Een toneelmeester die me vroeg of ik ook een zweeftruc zou doen. Ik was verbaasd door deze vraag. Ik zei dat ik er een in m’n repertoire had (de zwevende wandelstok). Zijn reactie was dat hij ‘wat met het achterlicht zou doen en dan wat invullicht zou toevoegen’. Pas veel later begreep ik dat dit het zweef effect ten goede kwam. Hij begreep blijkbaar beter dan ik wat er op toneel nodig is om de effect goed over te laten komen.

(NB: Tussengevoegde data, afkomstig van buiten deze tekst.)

//! Reading graph collections stored in the TU benchmark text format.
//!
//! A dataset NAME in directory dir is made of comma separated files:
//! - NAME_A.txt : one line "u, v" per directed edge, vertices numbered from 1 over the whole dataset
//! - NAME_graph_indicator.txt : line i gives the graph (numbered from 1) of vertex i
//! - NAME_graph_labels.txt (optional) : class of each graph
//! - NAME_node_labels.txt (optional) : label of each vertex
//! - NAME_edge_labels.txt (optional) : label of each edge, in the order of NAME_A.txt
//!
//! Graphs are built in dictionary form keyed by the global vertex numbers, so isolated vertices are kept.

use std::collections::HashMap;
use std::fs::OpenOptions;
use std::path::{Path, PathBuf};

use anyhow::{anyhow, Context};
use csv::{ReaderBuilder, Trim};

use crate::graph::{Graph, GraphFormat, GraphInput, Label, Symbol};

/// graphs of a dataset and their classes if present
#[derive(Debug, Clone)]
pub struct Dataset {
    pub data: Vec<Graph>,
    pub target: Option<Vec<i64>>,
}

impl Dataset {
    pub fn len(&self) -> usize {
        self.data.len()
    }

    pub fn is_empty(&self) -> bool {
        self.data.is_empty()
    }
}

fn dataset_file(dir: &Path, name: &str, suffix: &str) -> PathBuf {
    dir.join(format!("{}_{}.txt", name, suffix))
}

// reads all records of a headerless comma separated file of integers
fn read_int_records(filepath: &Path) -> anyhow::Result<Vec<Vec<i64>>> {
    let file = OpenOptions::new()
        .read(true)
        .open(filepath)
        .with_context(|| format!("could not open file {:?}", filepath.as_os_str()))?;
    let mut rdr = ReaderBuilder::new()
        .has_headers(false)
        .trim(Trim::All)
        .flexible(true)
        .from_reader(file);
    let mut records = Vec::<Vec<i64>>::new();
    for (line, result) in rdr.records().enumerate() {
        let record = result.with_context(|| format!("{:?} line {}", filepath, line + 1))?;
        let values = record
            .iter()
            .filter(|field| !field.is_empty())
            .map(|field| field.parse::<i64>())
            .collect::<Result<Vec<i64>, _>>()
            .with_context(|| format!("{:?} line {} : not an integer", filepath, line + 1))?;
        if !values.is_empty() {
            records.push(values);
        }
    }
    log::debug!("read {} records from {:?}", records.len(), filepath);
    Ok(records)
} // end of read_int_records

fn read_column(filepath: &Path) -> anyhow::Result<Vec<i64>> {
    read_int_records(filepath)?.into_iter().map(|r| Ok(r[0])).collect()
}

fn read_optional_column(filepath: &Path) -> anyhow::Result<Option<Vec<i64>>> {
    if filepath.exists() {
        Ok(Some(read_column(filepath)?))
    } else {
        Ok(None)
    }
}

/// reads dataset name from directory dir
pub fn read_tudataset(dir: &Path, name: &str) -> anyhow::Result<Dataset> {
    log::info!("reading dataset {} in {:?}", name, dir);
    let indicator = read_column(&dataset_file(dir, name, "graph_indicator"))?;
    let edges = read_int_records(&dataset_file(dir, name, "A"))?;
    let node_labels = read_optional_column(&dataset_file(dir, name, "node_labels"))?;
    let edge_labels = read_optional_column(&dataset_file(dir, name, "edge_labels"))?;
    let target = read_optional_column(&dataset_file(dir, name, "graph_labels"))?;
    //
    let nb_graphs = indicator.iter().copied().max().unwrap_or(0);
    if nb_graphs <= 0 {
        return Err(anyhow!("dataset {} has no graph", name));
    }
    let nb_graphs = nb_graphs as usize;
    if let Some(labels) = &node_labels {
        if labels.len() != indicator.len() {
            return Err(anyhow!("{} node labels for {} vertices", labels.len(), indicator.len()));
        }
    }
    if let Some(labels) = &edge_labels {
        if labels.len() != edges.len() {
            return Err(anyhow!("{} edge labels for {} edges", labels.len(), edges.len()));
        }
    }
    // graph rank of each vertex (vertices numbered from 1)
    let graph_of = |v: i64| -> anyhow::Result<usize> {
        if v < 1 || v as usize > indicator.len() {
            return Err(anyhow!("vertex {} out of range 1..={}", v, indicator.len()));
        }
        let g = indicator[(v - 1) as usize];
        if g < 1 {
            return Err(anyhow!("vertex {} has invalid graph number {}", v, g));
        }
        Ok((g - 1) as usize)
    };
    //
    let mut dicts = vec![HashMap::<Symbol, HashMap<Symbol, f64>>::new(); nb_graphs];
    let mut vlabels = vec![HashMap::<Symbol, Label>::new(); nb_graphs];
    let mut elabels = vec![HashMap::<(Symbol, Symbol), Label>::new(); nb_graphs];
    for v in 1..=indicator.len() as i64 {
        let g = graph_of(v)?;
        dicts[g].entry(Symbol::Int(v)).or_default();
        if let Some(labels) = &node_labels {
            vlabels[g].insert(Symbol::Int(v), Symbol::Int(labels[(v - 1) as usize]));
        }
    }
    for (rank, edge) in edges.iter().enumerate() {
        if edge.len() < 2 {
            return Err(anyhow!("edge line {} has less than 2 vertices", rank + 1));
        }
        let (u, v) = (edge[0], edge[1]);
        let g = graph_of(u)?;
        if graph_of(v)? != g {
            return Err(anyhow!("edge ({}, {}) joins 2 graphs", u, v));
        }
        dicts[g].entry(Symbol::Int(u)).or_default().insert(Symbol::Int(v), 1.);
        if let Some(labels) = &edge_labels {
            elabels[g].insert((Symbol::Int(u), Symbol::Int(v)), Symbol::Int(labels[rank]));
        }
    }
    //
    let mut data = Vec::<Graph>::with_capacity(nb_graphs);
    for (g, ((dict, vl), el)) in dicts.into_iter().zip(vlabels).zip(elabels).enumerate() {
        let vl = node_labels.as_ref().map(|_| vl);
        let el = edge_labels.as_ref().map(|_| el);
        let graph = Graph::new(GraphInput::WeightedDict(dict), vl, el, GraphFormat::Dictionary)
            .with_context(|| format!("building graph {} of dataset {}", g + 1, name))?;
        data.push(graph);
    }
    if let Some(target) = &target {
        if target.len() != nb_graphs {
            return Err(anyhow!("{} graph labels for {} graphs", target.len(), nb_graphs));
        }
    }
    log::info!("dataset {} : {} graphs, {} vertices, {} edges", name, nb_graphs, indicator.len(), edges.len());
    Ok(Dataset { data, target })
} // end of read_tudataset

#[cfg(test)]
mod tests {
    use super::*;
    use std::fs;

    fn log_init_test() {
        let _ = env_logger::builder().is_test(true).try_init();
    }

    // 2 graphs : a triangle (vertices 1,2,3) and an edge plus an isolated vertex (4,5,6)
    fn write_toy_dataset(dir: &Path) {
        fs::create_dir_all(dir).unwrap();
        fs::write(
            dir.join("TOY_A.txt"),
            "1, 2\n2, 1\n2, 3\n3, 2\n1, 3\n3, 1\n4, 5\n5, 4\n",
        )
        .unwrap();
        fs::write(dir.join("TOY_graph_indicator.txt"), "1\n1\n1\n2\n2\n2\n").unwrap();
        fs::write(dir.join("TOY_graph_labels.txt"), "1\n-1\n").unwrap();
        fs::write(dir.join("TOY_node_labels.txt"), "0\n1\n0\n2\n2\n3\n").unwrap();
    }

    #[test]
    fn read_toy() {
        log_init_test();
        //
        let dir = std::env::temp_dir().join(format!("graphkern_toy_{}", std::process::id()));
        write_toy_dataset(&dir);
        let dataset = read_tudataset(&dir, "TOY").unwrap();
        assert_eq!(dataset.len(), 2);
        assert_eq!(dataset.target, Some(vec![1, -1]));
        let g1 = &dataset.data[0];
        assert_eq!(g1.nv(), 3);
        assert_eq!(g1.n_edges(), 6);
        let g2 = &dataset.data[1];
        assert_eq!(g2.nv(), 3);
        assert_eq!(g2.n_edges(), 2);
        assert!(g2.get_edge_dictionary()[&Symbol::Int(6)].is_empty());
        assert_eq!(g2.index_vertex_labels().unwrap()[2], Symbol::Int(3));
        assert!(!g2.has_edge_labels());
        //
        assert!(read_tudataset(&dir, "MISSING").is_err());
        let _ = fs::remove_dir_all(&dir);
    }
}
//! Dataset reading and kernel matrix dump.

pub mod output;
pub mod tudataset;
//! Graph kernels : similarity matrices between collections of labelled graphs.
//!
//! - [graph] : the graph structure, built from matrices, dictionaries or edge lists, with labels.
//! - [kernels] : base kernels (vertex and edge histograms, shortest path, graphlet sampling, random walk,
//!   neighborhood hash) and frameworks wrapping them (Weisfeiler-Lehman, core framework),
//!   composed by name through the registry.
//! - [graph_kernel] : the user facing estimator with normalization and Nystroem approximation.
//! - [io] : TU dataset reading and kernel matrix dump.

#[macro_use]
extern crate lazy_static;

pub mod error;

pub mod graph;

pub mod kernels;

pub mod graph_kernel;

pub mod io;

pub mod prelude;
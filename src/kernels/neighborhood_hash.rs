//! Neighborhood hash kernel.
//!
//! Vertex labels are first mapped to random bit strings of `bits` bits.
//! At each iteration the label of a vertex becomes ROT(l(v)) XOR (XOR of the labels of its neighbours),
//! where ROT is a 1 bit circular shift. After each iteration a graph is summarized by the multiset of its labels.
//!
//! For 2 graphs with a and b vertices sharing c labels (multiset intersection) at an iteration,
//! the iteration contributes c / (a + b - c). The kernel is the mean over iterations.
//!
//! The random bit strings assigned at fit are kept. At transform unseen labels get new bit strings
//! that are not stored in the fitted dictionary.

use std::collections::HashMap;

use rand::Rng;
use rand_xoshiro::Xoshiro256PlusPlus;
use serde::{Deserialize, Serialize};

use super::{histogram_of, make_rng, BaseKernel, Histogram, PairwiseKernel, Stage};
use crate::error::{GraphKernelError, Result};
use crate::graph::{Graph, Label};

#[derive(Clone, Debug, Serialize, Deserialize)]
#[serde(default, deny_unknown_fields)]
pub struct NeighborhoodHashParams {
    pub n_iter: usize,
    /// number of bits of hashed labels
    pub bits: u32,
    pub random_state: Option<u64>,
}

impl Default for NeighborhoodHashParams {
    fn default() -> Self {
        NeighborhoodHashParams {
            n_iter: 3,
            bits: 16,
            random_state: None,
        }
    }
}

impl NeighborhoodHashParams {
    pub fn check(&self) -> Result<()> {
        if self.n_iter == 0 {
            return Err(GraphKernelError::InvalidParameter {
                kernel: "neighborhood_hash".to_string(),
                reason: "n_iter must be positive".to_string(),
            });
        }
        if self.bits == 0 || self.bits > 63 {
            return Err(GraphKernelError::InvalidParameter {
                kernel: "neighborhood_hash".to_string(),
                reason: format!("bits must be in 1..=63, got {}", self.bits),
            });
        }
        Ok(())
    }
}

/// label multisets at each iteration, and number of vertices
pub struct HashedGraph {
    counts: Vec<Histogram<u64>>,
    nv: usize,
}

pub struct NeighborhoodHash {
    n_iter: usize,
    bits: u32,
    rng: Xoshiro256PlusPlus,
    /// bit strings of labels seen at fit
    dictionary: HashMap<Label, u64>,
    default_label: Label,
}

impl NeighborhoodHash {
    pub fn new(params: &NeighborhoodHashParams) -> Result<Self> {
        params.check()?;
        Ok(NeighborhoodHash {
            n_iter: params.n_iter,
            bits: params.bits,
            rng: make_rng(params.random_state),
            dictionary: HashMap::new(),
            default_label: Label::default(),
        })
    }

    pub fn kernel(params: &NeighborhoodHashParams) -> Result<PairwiseKernel<NeighborhoodHash>> {
        Ok(PairwiseKernel::new(NeighborhoodHash::new(params)?, None))
    }

    fn mask(&self) -> u64 {
        (1u64 << self.bits) - 1
    }

    fn rotate(&self, x: u64) -> u64 {
        ((x << 1) | (x >> (self.bits - 1))) & self.mask()
    }

    fn hash_graph(&self, graph: &Graph, dictionary: &HashMap<Label, u64>) -> HashedGraph {
        let labels = graph.vertex_labels_or_default(&self.default_label);
        // all labels are in dictionary at this point
        let mut hashed: Vec<u64> = labels.iter().map(|l| dictionary.get(l).copied().unwrap_or(0)).collect();
        let mut counts = Vec::<Histogram<u64>>::with_capacity(self.n_iter);
        for _ in 0..self.n_iter {
            hashed = (0..graph.nv())
                .map(|v| graph.neighbors(v).fold(self.rotate(hashed[v]), |acc, u| acc ^ hashed[u]))
                .collect();
            counts.push(histogram_of(hashed.iter().copied()));
        }
        HashedGraph { counts, nv: graph.nv() }
    } // end of hash_graph
} // end of impl NeighborhoodHash

impl BaseKernel for NeighborhoodHash {
    type Features = HashedGraph;

    fn name(&self) -> &str {
        "neighborhood_hash"
    }

    fn extract(&mut self, graphs: &[Graph], stage: Stage) -> Result<Vec<HashedGraph>> {
        let mut dictionary = match stage {
            Stage::Fit => HashMap::new(),
            Stage::Transform => self.dictionary.clone(),
        };
        let mask = self.mask();
        for graph in graphs {
            for label in graph.vertex_labels_or_default(&self.default_label).iter() {
                if !dictionary.contains_key(label) {
                    let bits = self.rng.gen::<u64>() & mask;
                    dictionary.insert(label.clone(), bits);
                }
            }
        }
        let features = graphs.iter().map(|g| self.hash_graph(g, &dictionary)).collect();
        if stage == Stage::Fit {
            log::debug!("neighborhood hash, {} labels in dictionary", dictionary.len());
            self.dictionary = dictionary;
        }
        Ok(features)
    } // end of extract

    fn pairwise(&self, x: &HashedGraph, y: &HashedGraph) -> Result<f64> {
        let mut total = 0.;
        for (cx, cy) in x.counts.iter().zip(y.counts.iter()) {
            let common: f64 = cx
                .iter()
                .filter_map(|(label, nx)| cy.get(label).map(|ny| nx.min(*ny)))
                .sum();
            let union = (x.nv + y.nv) as f64 - common;
            if union > 0. {
                total += common / union;
            }
        }
        Ok(total / self.n_iter as f64)
    }

    fn supports_parallel(&self) -> bool {
        false
    }
} // end of impl BaseKernel for NeighborhoodHash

Het Theater Zuidplein was een echt streektheater in die tijd, waar alle grote namen van het Nederlandse toneel en uit de muziek- en cabaretwereld hun voorstellingen gaven. Het was voor mij een sensatie op hetzelfde podium te staan waar mijn ouders het ABC-cabaret van Wim Kan hebben gezien, waar Fred Kaps de zouttruc deed en m’n vader mij de volgende ochtend in geuren en kleuren vertelde dat er wel een hele berg zout op de planken lag. “Waar haalde hij dat toch vandaan?”, vroeg mijn vader zich hardop af. Ik kon hem met deze vraag niet verder helpen.
Als Chinese goochelaar in een tussennummer en een jaar later met een eigen programma. Natuurlijk is er ook veel voor de familie gegoocheld en later op feesten (bruiloften en partijen) via via. Steeds als amateur en dat is het tot de dag van vandaag gebleven.
Nu richt het goochelen zich op evenementen in buurt- en verzorgingshuizen en particuliere feesten. Het gaat meer om de gezelligheid en het ‘Kleine Verbazen’, zoals ik het noem dan om grote illusieshows en zeer geavanceerde supermoderne trucs.